Compounding the issue, he found that every time he turned up for an appointment, the health services would assume it was his wife who was getting treated. Then there were other irritants, like the invitations to mammograms that encouraged him to wear a blouse.
It wasn't until 2014, taking part in the Breast Cancer Care fashion show, that he met another man in the same situation.
"There were two men taking part, Clive and myself, and Clive was the first man I'd spoken to who had breast cancer," he says. "It's helpful speaking to a lady but it's not the same as speaking to another guy."
Where to find support
It was for this reason that Herbert decided to volunteer for Breast Cancer Care and Breast Cancer Now’s Someone Like Me service, which matches volunteers with people seeking support. Through this service, he has spoken to a number of men with breast cancer, who might otherwise feel very alone.

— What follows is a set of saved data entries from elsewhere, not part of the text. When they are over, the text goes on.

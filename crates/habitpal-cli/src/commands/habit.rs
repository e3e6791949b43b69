use chrono::Utc;
use clap::Subcommand;
use habitpal_core::{to_local, MarkOutcome, UserId};

use super::CmdResult;

#[derive(Subcommand)]
pub enum HabitAction {
    /// Add a habit reminded daily at a local time
    Add {
        /// Habit name (unique per user, case-insensitive)
        name: String,
        /// Local hour (0-23)
        hour: u32,
        /// Local minute (0-59)
        minute: u32,
    },
    /// Mark a habit done for today
    Done {
        /// Habit name
        name: String,
    },
    /// List habits with local reminder times and streaks
    List {
        /// Print as JSON
        #[arg(long)]
        json: bool,
    },
    /// Delete a habit and cancel its reminder
    Delete {
        /// Habit name
        name: String,
    },
}

pub async fn run(user: &UserId, action: HabitAction) -> CmdResult {
    let boot = super::bootstrap()?;
    let service = &boot.service;

    match action {
        HabitAction::Add { name, hour, minute } => {
            let record = service.add_habit(user, &name, hour, minute).await?;
            println!(
                "Habit '{}' added, reminded daily at {:02}:{:02} ({:02}:{:02} UTC).",
                record.name, hour, minute, record.hour, record.minute
            );
        }
        HabitAction::Done { name } => {
            match service.mark_done(user, &name, Utc::now()).await? {
                MarkOutcome::StreakIncremented(n) => {
                    println!("You did it! Streak for '{name}' is now {n} days.");
                }
                MarkOutcome::DeadlineMissed => {
                    println!("You missed the deadline. Streak for '{name}' has been reset.");
                }
                MarkOutcome::AlreadyDoneToday => {
                    println!("You've already marked '{name}' as done today.");
                }
            }
        }
        HabitAction::List { json } => {
            let habits = service.list_habits(user).await?;
            if json {
                println!("{}", serde_json::to_string_pretty(&habits)?);
                return Ok(());
            }
            if habits.is_empty() {
                println!("No habits yet. Use `habit add` to create one.");
                return Ok(());
            }
            let zone = service
                .timezone(user)
                .await?
                .unwrap_or_else(|| boot.config.default_timezone.clone());
            for h in habits {
                // Display in the user's current zone; the trigger itself
                // stays at the stored UTC time.
                let (lh, lm) = to_local(h.hour, h.minute, &zone, None)?;
                println!(
                    "{} at {:02}:{:02} {} (streak: {})",
                    h.name, lh, lm, zone, h.streak
                );
            }
        }
        HabitAction::Delete { name } => {
            service.delete_habit(user, &name).await?;
            println!("Habit '{name}' has been deleted.");
        }
    }
    Ok(())
}
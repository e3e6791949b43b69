use clap::{Parser, Subcommand};
use habitpal_core::UserId;

mod commands;

#[derive(Parser)]
#[command(name = "habitpal-cli", version, about = "HabitPal CLI")]
struct Cli {
    /// User identity habits are tracked under
    #[arg(long, global = true, env = "HABITPAL_USER", default_value = "local")]
    user: String,

    #[command(subcommand)]
    command: Commands,
}

#[derive(Subcommand)]
enum Commands {
    /// Habit management
    Habit {
        #[command(subcommand)]
        action: commands::habit::HabitAction,
    },
    /// Timezone preference
    Timezone {
        #[command(subcommand)]
        action: commands::timezone::TimezoneAction,
    },
    /// Run the reminder scheduler until interrupted
    Run(commands::run::RunArgs),
}

#[tokio::main]
async fn main() {
    let cli = Cli::parse();
    let user = UserId::new(cli.user);
    let result = match cli.command {
        Commands::Habit { action } => commands::habit::run(&user, action).await,
        Commands::Timezone { action } => commands::timezone::run(&user, action).await,
        Commands::Run(args) => commands::run::run(args).await,
    };

    if let Err(e) = result {
        eprintln!("error: {e}");
        std::process::exit(1);
    }
}
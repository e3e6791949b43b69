//! Reminder trigger registry.
//!
//! Maintains exactly one live daily trigger per `(user, folded habit
//! name)` pair, firing at the record's UTC hour and minute. Triggers are
//! process-memory only; [`ReminderScheduler::reconcile_all`] rebuilds the
//! whole set from the persisted state on startup, so no stale trigger can
//! survive a restart.
//!
//! Each trigger is a tokio task that sleeps until the next daily
//! occurrence, hands the job key to the dispatcher channel, and re-arms.
//! Sending on the channel is the only thing a trigger waits for --
//! delivery itself happens on the dispatcher's side of the channel.

use std::collections::HashMap;
use std::sync::{Mutex, PoisonError};

use chrono::{DateTime, Duration, NaiveTime, TimeZone, Utc};
use tokio::sync::mpsc;
use tokio::task::JoinHandle;
use tracing::{debug, warn};

use crate::error::HabitError;
use crate::habit::{validate_schedule, HabitRecord, JobKey, UserId};
use crate::store::StoreState;

struct JobHandle {
    task: JoinHandle<()>,
    hour: u32,
    minute: u32,
}

/// Owns the live trigger set. Constructed once at process start and passed
/// by handle to wherever create/edit/delete happen.
pub struct ReminderScheduler {
    jobs: Mutex<HashMap<JobKey, JobHandle>>,
    dispatch_tx: mpsc::Sender<JobKey>,
}

impl ReminderScheduler {
    /// Create a scheduler that hands fired job keys to `dispatch_tx`.
    pub fn new(dispatch_tx: mpsc::Sender<JobKey>) -> Self {
        Self {
            jobs: Mutex::new(HashMap::new()),
            dispatch_tx,
        }
    }

    /// Create or replace the trigger for this record's job key.
    ///
    /// Upsert semantics: the replacement is registered before the previous
    /// trigger task is aborted, so there is no window with a missing
    /// trigger. A validation failure registers nothing.
    pub fn install(&self, user_id: &UserId, record: &HabitRecord) -> Result<(), HabitError> {
        validate_schedule(record.hour, record.minute)?;

        let key = JobKey::new(user_id, &record.name);
        let task = tokio::spawn(trigger_loop(
            key.clone(),
            record.hour,
            record.minute,
            self.dispatch_tx.clone(),
        ));

        let replaced = self.lock_jobs().insert(
            key.clone(),
            JobHandle {
                task,
                hour: record.hour,
                minute: record.minute,
            },
        );
        if let Some(old) = replaced {
            old.task.abort();
        }
        debug!(%key, hour = record.hour, minute = record.minute, "trigger installed");
        Ok(())
    }

    /// Cancel the trigger for `(user_id, name)`; no-op when absent.
    pub fn remove(&self, user_id: &UserId, name: &str) {
        let key = JobKey::new(user_id, name);
        if let Some(handle) = self.lock_jobs().remove(&key) {
            handle.task.abort();
            debug!(%key, "trigger removed");
        }
    }

    /// Rebuild the whole trigger set from persisted state.
    ///
    /// Returns the number of live triggers afterwards. A record that fails
    /// validation is skipped with a warning rather than aborting startup.
    pub fn reconcile_all(&self, state: &StoreState) -> usize {
        for (_, handle) in self.lock_jobs().drain() {
            handle.task.abort();
        }

        for (user_id, record) in state.all_records() {
            if let Err(e) = self.install(user_id, record) {
                warn!(user = %user_id, habit = %record.name, error = %e,
                    "skipping trigger for invalid persisted record");
            }
        }
        self.job_count()
    }

    /// Number of live trigger registrations.
    pub fn job_count(&self) -> usize {
        self.lock_jobs().len()
    }

    /// The UTC trigger time currently registered for a key, if any.
    pub fn trigger_time(&self, key: &JobKey) -> Option<(u32, u32)> {
        self.lock_jobs().get(key).map(|h| (h.hour, h.minute))
    }

    fn lock_jobs(&self) -> std::sync::MutexGuard<'_, HashMap<JobKey, JobHandle>> {
        self.jobs.lock().unwrap_or_else(PoisonError::into_inner)
    }
}

impl Drop for ReminderScheduler {
    fn drop(&mut self) {
        for handle in self.lock_jobs().values() {
            handle.task.abort();
        }
    }
}

async fn trigger_loop(key: JobKey, hour: u32, minute: u32, tx: mpsc::Sender<JobKey>) {
    loop {
        let wait = duration_until_next(Utc::now(), hour, minute);
        tokio::time::sleep(wait).await;
        debug!(%key, "reminder trigger fired");
        if tx.send(key.clone()).await.is_err() {
            // Dispatcher is gone; stop re-arming.
            return;
        }
    }
}

/// Time until the next daily occurrence of `hour:minute` UTC after `now`.
fn duration_until_next(now: DateTime<Utc>, hour: u32, minute: u32) -> std::time::Duration {
    let today_fire = now.date_naive().and_time(NaiveTime::MIN)
        + Duration::hours(i64::from(hour))
        + Duration::minutes(i64::from(minute));
    let today_fire = Utc.from_utc_datetime(&today_fire);
    let next = if today_fire > now {
        today_fire
    } else {
        today_fire + Duration::days(1)
    };
    (next - now).to_std().unwrap_or_default()
}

Priestley points out that all of Breast Cancer Care's services are open to men as well as women, and that anybody affected by breast cancer can call the helpline free on 0808 800 6000 for information and support.
"We do get men ringing us asking questions about their breast health, so we're always there for anyone who wants to ask questions and talk through concerns," she says. "We have some information specifically tailored to men on our website, and we also have moving forward services for people who've got to the end of their treatment - I know we've had men attend that in the past. None of our services are exclusive to women."
Today, Herbert is fit and healthy. And as well as helping other men with breast cancer, he's looking to raise more awareness around the disease.
"Men don't like to go to the doctor anyway, but there's an added problem with something like this because they see it as a ladies' disease," he says. "I would say to all men that they should feel their breasts and make sure they haven't got any lumps or soreness, and if they do find anything then go to the doctor. And I think when people are talking about breast cancer they could say men and women with breast cancer, not just women, because men can get it too."